═════ RAW DATA

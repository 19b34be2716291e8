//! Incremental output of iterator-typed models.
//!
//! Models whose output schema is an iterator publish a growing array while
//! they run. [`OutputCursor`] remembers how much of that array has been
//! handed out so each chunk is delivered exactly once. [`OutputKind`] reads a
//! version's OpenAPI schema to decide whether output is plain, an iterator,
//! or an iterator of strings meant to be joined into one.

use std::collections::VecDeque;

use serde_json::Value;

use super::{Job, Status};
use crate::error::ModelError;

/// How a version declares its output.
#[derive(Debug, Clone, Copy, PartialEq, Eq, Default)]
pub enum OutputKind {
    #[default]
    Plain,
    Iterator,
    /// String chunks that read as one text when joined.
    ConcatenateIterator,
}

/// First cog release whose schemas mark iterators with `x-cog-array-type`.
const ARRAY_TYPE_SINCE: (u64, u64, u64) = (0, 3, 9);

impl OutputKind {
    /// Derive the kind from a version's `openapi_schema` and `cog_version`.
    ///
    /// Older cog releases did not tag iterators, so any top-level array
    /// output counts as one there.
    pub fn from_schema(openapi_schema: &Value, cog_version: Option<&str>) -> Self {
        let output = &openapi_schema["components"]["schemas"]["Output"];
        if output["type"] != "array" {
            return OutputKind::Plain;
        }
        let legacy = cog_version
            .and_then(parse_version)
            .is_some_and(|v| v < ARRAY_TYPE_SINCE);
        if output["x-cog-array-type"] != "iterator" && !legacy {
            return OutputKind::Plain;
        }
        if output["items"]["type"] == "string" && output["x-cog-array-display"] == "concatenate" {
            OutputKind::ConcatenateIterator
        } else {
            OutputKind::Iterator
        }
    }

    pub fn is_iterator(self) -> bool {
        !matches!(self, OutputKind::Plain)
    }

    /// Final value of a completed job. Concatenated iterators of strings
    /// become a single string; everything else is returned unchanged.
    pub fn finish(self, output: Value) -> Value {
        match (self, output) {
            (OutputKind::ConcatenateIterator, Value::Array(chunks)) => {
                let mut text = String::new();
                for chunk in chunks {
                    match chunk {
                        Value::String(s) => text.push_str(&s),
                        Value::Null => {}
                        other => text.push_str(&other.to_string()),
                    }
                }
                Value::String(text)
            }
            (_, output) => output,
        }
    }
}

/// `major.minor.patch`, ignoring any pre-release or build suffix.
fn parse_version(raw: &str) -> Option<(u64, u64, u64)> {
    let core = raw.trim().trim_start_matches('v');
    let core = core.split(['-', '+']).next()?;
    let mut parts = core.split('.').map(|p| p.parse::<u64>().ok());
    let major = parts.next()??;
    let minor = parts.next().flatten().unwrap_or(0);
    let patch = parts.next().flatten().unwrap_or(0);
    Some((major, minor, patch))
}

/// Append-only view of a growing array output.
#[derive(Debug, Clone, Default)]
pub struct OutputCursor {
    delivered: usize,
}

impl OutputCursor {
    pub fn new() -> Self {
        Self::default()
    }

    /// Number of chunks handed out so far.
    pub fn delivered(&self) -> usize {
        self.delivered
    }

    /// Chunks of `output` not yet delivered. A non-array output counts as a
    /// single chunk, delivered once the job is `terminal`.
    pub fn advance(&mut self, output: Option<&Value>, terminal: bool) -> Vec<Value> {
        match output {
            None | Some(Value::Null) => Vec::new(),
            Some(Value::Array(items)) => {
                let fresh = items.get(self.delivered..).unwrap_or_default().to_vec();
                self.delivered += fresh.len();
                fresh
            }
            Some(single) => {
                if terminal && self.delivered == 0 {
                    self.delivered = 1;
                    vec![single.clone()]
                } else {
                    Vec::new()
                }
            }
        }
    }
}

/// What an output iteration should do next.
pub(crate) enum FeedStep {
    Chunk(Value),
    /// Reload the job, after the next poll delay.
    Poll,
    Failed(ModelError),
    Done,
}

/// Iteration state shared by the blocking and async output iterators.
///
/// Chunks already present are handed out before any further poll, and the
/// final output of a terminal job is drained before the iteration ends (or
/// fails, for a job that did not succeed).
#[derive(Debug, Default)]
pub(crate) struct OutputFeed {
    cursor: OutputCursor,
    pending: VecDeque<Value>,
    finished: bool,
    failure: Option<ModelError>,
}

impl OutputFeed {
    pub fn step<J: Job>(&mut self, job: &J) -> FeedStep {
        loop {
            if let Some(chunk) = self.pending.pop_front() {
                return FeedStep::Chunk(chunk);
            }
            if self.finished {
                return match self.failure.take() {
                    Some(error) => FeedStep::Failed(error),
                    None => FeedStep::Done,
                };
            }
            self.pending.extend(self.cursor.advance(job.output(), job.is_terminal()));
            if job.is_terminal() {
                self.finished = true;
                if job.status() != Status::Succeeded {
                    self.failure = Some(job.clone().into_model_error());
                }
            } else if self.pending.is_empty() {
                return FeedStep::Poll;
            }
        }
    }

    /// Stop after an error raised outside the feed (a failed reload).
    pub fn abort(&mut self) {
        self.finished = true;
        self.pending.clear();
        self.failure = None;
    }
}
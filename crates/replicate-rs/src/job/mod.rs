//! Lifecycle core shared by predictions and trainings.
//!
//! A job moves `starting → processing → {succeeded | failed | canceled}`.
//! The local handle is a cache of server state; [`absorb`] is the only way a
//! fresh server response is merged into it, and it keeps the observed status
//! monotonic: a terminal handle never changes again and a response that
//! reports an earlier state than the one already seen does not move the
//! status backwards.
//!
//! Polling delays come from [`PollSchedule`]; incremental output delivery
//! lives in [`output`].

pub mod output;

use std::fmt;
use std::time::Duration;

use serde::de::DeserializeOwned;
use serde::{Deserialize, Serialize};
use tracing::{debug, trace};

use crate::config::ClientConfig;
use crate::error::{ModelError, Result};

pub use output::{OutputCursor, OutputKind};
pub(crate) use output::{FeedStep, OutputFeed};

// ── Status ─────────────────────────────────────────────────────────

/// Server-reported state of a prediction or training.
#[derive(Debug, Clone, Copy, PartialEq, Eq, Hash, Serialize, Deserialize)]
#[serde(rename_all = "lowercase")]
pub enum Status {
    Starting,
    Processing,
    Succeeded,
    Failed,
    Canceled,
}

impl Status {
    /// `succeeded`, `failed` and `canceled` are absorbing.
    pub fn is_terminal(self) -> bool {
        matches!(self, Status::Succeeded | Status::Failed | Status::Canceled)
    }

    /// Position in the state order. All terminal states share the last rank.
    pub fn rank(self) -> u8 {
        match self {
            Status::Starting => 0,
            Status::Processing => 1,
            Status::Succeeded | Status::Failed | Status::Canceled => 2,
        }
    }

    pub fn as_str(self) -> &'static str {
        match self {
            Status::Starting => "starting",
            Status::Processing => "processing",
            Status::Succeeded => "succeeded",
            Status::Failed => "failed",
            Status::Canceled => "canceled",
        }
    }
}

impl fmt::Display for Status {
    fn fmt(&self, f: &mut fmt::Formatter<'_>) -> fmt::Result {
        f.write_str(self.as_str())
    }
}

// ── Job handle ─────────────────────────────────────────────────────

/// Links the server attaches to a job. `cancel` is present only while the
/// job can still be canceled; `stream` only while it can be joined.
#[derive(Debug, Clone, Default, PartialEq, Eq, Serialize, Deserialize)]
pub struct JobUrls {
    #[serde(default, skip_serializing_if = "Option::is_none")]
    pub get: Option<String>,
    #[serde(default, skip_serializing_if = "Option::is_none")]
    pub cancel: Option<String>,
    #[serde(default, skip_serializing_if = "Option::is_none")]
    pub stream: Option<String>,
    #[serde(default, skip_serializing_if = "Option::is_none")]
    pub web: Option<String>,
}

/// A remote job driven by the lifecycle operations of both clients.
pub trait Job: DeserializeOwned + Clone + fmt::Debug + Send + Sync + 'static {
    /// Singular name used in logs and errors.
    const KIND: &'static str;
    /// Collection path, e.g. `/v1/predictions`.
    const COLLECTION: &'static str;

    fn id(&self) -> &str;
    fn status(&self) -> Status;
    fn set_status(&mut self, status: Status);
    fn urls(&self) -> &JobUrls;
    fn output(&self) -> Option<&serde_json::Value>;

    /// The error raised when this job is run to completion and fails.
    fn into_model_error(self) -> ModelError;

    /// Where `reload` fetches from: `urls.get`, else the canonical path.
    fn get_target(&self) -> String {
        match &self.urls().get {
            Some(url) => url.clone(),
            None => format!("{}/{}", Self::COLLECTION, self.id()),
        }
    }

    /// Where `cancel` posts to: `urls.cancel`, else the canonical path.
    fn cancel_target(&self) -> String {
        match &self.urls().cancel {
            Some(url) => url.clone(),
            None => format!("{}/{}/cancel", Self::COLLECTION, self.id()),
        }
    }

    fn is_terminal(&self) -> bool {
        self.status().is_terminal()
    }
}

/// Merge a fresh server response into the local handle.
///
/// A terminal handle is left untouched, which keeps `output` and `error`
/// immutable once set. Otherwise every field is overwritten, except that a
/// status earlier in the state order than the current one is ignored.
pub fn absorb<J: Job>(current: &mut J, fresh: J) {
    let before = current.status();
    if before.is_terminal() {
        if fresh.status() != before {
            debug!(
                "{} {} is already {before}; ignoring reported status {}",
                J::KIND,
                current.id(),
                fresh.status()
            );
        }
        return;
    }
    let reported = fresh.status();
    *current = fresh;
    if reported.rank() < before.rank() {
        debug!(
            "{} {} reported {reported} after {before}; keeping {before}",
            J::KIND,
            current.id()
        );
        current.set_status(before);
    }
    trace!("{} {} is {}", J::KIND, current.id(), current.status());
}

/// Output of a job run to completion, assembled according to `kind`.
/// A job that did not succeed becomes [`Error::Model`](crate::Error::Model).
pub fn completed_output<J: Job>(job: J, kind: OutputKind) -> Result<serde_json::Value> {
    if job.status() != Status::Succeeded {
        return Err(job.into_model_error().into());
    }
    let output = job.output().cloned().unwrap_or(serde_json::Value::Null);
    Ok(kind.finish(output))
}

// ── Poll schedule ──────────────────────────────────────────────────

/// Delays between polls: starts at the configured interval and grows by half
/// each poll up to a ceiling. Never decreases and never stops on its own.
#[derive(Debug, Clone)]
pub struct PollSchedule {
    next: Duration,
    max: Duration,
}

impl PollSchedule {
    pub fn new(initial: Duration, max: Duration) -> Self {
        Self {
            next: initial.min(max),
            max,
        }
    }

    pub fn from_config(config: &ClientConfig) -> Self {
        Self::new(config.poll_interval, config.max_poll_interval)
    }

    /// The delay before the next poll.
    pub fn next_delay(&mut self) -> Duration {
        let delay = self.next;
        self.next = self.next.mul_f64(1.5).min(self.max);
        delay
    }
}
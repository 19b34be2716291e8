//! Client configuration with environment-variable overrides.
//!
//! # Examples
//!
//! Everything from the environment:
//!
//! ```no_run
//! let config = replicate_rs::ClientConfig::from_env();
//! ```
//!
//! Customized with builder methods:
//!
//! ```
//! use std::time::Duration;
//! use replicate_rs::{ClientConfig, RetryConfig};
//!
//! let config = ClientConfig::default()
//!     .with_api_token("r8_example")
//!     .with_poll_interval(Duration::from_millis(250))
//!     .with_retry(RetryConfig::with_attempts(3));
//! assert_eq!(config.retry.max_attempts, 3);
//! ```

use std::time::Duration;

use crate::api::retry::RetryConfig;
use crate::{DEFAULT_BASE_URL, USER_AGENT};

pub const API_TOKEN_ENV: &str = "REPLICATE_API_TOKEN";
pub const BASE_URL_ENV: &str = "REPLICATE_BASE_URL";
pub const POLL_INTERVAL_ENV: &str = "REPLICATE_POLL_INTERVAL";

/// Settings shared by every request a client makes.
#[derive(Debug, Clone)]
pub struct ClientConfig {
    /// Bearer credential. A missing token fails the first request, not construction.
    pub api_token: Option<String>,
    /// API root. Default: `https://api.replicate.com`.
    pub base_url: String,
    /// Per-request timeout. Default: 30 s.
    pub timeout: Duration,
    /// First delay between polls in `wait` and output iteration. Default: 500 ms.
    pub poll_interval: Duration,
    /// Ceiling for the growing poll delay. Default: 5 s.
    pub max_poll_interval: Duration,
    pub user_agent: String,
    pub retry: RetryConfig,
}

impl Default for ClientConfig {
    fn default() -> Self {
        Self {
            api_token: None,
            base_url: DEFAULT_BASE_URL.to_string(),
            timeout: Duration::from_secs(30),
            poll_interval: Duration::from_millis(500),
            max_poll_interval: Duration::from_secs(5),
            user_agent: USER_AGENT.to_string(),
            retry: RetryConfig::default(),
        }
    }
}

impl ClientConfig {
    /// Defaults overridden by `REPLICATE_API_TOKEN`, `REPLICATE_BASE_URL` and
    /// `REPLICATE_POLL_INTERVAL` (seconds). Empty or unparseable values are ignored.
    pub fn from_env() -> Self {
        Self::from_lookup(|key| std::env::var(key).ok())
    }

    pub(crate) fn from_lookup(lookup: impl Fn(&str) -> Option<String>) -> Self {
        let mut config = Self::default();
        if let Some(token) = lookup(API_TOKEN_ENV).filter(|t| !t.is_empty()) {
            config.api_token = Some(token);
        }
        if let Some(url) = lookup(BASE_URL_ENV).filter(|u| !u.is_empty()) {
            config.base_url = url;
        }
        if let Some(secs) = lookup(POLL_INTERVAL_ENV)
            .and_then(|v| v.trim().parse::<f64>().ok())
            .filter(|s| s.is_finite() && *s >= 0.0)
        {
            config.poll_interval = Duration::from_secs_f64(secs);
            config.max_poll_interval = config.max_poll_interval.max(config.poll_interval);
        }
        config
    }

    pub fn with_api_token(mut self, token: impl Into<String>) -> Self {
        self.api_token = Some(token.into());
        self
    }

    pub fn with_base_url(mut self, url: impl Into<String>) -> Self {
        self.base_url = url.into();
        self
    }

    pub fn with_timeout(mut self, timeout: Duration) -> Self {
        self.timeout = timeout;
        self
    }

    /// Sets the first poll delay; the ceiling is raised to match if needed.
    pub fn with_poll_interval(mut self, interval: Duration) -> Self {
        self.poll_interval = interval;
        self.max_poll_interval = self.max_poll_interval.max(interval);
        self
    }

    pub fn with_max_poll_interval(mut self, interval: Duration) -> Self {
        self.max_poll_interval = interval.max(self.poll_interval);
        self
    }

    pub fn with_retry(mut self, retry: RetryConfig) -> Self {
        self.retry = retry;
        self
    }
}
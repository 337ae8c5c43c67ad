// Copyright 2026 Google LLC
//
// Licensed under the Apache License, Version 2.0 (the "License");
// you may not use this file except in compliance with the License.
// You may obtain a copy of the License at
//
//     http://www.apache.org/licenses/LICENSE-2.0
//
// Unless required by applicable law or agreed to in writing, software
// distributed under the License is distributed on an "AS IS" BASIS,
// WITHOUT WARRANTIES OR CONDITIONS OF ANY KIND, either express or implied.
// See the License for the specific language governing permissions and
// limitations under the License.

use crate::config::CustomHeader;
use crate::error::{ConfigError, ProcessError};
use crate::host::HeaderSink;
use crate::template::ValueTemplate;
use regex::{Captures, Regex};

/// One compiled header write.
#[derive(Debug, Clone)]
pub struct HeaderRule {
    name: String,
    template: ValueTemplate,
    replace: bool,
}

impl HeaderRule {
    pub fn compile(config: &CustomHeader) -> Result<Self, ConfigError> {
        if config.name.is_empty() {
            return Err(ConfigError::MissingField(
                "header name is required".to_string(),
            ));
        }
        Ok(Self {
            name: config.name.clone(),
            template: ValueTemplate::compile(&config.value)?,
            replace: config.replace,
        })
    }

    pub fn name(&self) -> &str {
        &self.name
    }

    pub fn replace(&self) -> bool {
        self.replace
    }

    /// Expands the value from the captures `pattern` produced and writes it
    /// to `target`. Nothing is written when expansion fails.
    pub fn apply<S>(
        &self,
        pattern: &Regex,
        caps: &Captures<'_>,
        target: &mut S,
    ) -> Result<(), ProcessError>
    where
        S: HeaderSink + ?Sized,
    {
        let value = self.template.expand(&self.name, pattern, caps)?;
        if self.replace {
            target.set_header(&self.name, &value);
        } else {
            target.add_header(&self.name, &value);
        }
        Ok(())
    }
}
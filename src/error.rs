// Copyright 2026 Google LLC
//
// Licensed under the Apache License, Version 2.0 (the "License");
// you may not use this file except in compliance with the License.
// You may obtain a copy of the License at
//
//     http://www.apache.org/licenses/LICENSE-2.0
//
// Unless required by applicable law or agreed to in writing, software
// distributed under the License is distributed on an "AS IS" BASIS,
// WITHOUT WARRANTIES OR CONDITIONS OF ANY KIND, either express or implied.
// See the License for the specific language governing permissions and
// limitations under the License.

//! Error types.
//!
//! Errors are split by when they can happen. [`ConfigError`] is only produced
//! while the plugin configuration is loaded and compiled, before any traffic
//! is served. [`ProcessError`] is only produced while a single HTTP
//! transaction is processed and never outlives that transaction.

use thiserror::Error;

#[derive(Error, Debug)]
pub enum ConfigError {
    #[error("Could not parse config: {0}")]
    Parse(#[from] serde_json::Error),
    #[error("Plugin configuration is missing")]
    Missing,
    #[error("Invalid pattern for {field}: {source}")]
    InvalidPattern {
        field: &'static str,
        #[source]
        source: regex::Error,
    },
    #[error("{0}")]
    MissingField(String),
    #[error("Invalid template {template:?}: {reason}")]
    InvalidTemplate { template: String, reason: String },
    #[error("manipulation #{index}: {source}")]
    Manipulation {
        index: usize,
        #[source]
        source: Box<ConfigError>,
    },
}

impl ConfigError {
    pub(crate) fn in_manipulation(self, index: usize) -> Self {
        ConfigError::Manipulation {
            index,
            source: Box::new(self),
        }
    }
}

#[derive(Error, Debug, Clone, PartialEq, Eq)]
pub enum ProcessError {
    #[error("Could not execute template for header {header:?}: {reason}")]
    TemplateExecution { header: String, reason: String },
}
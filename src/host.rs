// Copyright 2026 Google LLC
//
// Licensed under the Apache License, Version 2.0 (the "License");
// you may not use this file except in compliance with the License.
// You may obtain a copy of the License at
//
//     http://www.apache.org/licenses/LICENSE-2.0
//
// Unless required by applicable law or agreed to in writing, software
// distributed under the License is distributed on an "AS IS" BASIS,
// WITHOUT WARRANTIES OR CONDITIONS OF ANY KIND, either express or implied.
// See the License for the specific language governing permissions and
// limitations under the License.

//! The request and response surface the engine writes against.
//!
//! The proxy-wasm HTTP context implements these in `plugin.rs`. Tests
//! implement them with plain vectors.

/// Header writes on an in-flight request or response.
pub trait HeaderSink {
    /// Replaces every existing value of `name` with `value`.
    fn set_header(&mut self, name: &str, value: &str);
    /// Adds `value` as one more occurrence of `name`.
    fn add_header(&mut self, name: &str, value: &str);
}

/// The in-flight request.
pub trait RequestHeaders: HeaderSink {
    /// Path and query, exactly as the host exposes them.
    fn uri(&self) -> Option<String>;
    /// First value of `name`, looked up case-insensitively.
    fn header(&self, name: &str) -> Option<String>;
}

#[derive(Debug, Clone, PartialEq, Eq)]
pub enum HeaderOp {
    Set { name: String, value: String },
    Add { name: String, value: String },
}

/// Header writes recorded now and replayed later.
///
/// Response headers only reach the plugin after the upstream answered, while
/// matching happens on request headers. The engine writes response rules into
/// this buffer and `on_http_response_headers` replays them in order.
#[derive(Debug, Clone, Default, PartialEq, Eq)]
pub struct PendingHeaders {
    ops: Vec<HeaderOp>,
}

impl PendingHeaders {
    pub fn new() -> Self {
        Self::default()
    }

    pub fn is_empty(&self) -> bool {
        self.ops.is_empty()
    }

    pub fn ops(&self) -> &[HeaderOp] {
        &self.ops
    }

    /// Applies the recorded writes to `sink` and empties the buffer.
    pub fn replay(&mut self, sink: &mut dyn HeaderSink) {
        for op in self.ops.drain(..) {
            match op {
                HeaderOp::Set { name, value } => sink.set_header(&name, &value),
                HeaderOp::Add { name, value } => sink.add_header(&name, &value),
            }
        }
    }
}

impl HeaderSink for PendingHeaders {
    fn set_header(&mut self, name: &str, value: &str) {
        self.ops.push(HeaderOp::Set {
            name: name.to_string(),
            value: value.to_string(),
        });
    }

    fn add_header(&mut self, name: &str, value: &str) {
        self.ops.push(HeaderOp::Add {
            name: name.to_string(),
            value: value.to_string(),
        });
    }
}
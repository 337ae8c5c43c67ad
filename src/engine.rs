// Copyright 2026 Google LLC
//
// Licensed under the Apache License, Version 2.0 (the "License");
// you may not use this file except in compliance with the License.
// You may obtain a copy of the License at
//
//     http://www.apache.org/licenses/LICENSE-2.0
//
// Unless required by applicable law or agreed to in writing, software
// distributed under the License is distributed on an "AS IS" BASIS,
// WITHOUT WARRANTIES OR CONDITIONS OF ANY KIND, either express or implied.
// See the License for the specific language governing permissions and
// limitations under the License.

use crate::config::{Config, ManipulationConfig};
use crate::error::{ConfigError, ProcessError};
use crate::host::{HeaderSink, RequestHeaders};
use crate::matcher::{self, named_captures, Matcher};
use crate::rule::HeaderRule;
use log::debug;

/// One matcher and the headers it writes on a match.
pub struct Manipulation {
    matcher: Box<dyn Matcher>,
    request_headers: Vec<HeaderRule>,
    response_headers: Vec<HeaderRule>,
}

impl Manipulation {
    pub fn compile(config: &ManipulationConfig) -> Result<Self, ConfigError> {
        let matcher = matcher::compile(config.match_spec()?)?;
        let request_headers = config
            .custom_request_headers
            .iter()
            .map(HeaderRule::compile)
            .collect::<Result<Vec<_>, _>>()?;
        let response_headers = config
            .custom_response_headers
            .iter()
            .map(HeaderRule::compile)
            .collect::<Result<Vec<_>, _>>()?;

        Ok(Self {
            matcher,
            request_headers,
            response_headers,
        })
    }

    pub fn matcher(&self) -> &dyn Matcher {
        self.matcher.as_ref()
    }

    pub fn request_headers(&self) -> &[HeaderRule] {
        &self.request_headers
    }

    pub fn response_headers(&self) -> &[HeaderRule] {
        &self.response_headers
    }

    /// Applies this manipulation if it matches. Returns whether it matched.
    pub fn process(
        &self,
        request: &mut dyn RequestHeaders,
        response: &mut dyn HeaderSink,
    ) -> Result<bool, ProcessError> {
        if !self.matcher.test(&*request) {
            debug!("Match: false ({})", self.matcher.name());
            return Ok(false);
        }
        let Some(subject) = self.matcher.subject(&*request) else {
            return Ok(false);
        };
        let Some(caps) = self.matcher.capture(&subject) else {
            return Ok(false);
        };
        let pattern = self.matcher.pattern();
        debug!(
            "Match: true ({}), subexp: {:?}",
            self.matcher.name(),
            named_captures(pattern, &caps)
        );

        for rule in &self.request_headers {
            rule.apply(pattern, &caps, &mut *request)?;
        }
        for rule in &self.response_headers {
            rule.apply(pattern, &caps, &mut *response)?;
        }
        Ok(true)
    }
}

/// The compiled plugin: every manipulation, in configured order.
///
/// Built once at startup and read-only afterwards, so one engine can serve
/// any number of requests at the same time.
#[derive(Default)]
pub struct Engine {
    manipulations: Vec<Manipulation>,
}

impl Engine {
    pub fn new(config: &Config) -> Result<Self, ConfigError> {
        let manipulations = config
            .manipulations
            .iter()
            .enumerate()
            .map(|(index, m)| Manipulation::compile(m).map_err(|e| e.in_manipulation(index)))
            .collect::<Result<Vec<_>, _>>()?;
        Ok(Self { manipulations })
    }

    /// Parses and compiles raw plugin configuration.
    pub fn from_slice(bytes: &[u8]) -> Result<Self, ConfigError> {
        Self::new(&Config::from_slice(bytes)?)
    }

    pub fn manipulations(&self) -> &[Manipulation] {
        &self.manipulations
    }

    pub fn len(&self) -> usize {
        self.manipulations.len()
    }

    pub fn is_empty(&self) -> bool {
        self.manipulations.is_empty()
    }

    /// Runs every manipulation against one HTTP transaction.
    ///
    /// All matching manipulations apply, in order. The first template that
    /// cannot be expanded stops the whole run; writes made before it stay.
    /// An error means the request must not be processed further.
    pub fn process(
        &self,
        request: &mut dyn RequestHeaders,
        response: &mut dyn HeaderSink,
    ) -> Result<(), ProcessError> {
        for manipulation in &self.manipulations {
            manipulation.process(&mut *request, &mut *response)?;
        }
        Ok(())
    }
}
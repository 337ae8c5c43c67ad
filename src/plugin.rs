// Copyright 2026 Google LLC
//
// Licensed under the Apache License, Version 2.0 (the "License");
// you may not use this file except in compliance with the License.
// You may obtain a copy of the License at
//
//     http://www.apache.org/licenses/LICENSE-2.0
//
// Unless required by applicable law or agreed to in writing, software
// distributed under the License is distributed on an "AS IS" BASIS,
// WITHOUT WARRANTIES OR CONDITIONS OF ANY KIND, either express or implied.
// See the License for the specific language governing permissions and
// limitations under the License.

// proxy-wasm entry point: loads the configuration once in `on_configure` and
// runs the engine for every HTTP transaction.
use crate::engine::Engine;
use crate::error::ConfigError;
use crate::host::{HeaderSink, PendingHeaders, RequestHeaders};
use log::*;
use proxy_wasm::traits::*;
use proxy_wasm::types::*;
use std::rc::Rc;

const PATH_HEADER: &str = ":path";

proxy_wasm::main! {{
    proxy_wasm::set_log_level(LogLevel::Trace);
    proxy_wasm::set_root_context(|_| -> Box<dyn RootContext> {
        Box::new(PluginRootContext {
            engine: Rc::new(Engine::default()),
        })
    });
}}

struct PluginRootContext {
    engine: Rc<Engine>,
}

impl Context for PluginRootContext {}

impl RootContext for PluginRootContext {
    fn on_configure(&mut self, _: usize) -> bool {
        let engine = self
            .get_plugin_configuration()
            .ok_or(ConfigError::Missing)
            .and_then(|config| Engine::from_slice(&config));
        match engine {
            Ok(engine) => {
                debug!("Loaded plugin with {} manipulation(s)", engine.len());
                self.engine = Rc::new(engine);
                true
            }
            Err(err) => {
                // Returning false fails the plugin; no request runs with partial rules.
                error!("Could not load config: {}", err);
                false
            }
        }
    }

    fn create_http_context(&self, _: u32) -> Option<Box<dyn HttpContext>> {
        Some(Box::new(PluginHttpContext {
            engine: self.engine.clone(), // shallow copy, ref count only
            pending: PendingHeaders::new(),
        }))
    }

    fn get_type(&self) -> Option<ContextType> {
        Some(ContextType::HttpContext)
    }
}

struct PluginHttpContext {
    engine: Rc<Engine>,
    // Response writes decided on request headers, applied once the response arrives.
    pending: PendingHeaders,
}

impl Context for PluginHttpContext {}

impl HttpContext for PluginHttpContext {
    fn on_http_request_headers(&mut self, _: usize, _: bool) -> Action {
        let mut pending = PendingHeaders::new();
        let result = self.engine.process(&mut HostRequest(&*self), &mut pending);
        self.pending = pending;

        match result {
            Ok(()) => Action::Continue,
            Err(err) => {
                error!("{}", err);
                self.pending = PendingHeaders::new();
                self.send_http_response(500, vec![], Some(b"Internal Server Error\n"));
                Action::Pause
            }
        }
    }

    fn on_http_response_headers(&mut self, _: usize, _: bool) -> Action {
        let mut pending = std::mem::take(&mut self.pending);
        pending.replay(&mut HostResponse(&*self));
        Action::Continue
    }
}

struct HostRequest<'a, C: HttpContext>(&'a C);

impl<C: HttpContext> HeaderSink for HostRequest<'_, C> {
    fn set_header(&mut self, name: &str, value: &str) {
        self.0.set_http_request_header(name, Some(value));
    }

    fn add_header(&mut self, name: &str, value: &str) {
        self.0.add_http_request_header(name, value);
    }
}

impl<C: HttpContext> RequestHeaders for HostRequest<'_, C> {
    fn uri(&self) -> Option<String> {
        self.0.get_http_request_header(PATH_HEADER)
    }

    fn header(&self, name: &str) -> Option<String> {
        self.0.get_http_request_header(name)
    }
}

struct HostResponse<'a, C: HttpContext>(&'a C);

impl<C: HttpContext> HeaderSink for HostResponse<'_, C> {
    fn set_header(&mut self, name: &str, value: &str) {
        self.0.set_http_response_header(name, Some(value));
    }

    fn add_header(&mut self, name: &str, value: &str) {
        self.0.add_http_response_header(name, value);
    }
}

══════════

WORK INSTRUCTIONS —
The lines above starting at the one that contains "out so each" and ending at the one that contains "use crate::error::ModelError;" must be transcribed exactly, and no other lines may appear.

ANSWER SECTION —
//! handed out so each chunk is delivered exactly once. [`OutputKind`] reads a
//! version's OpenAPI schema to decide whether output is plain, an iterator,
//! or an iterator of strings meant to be joined into one.

use std::collections::VecDeque;

use serde_json::Value;

use super::{Job, Status};
use crate::error::ModelError;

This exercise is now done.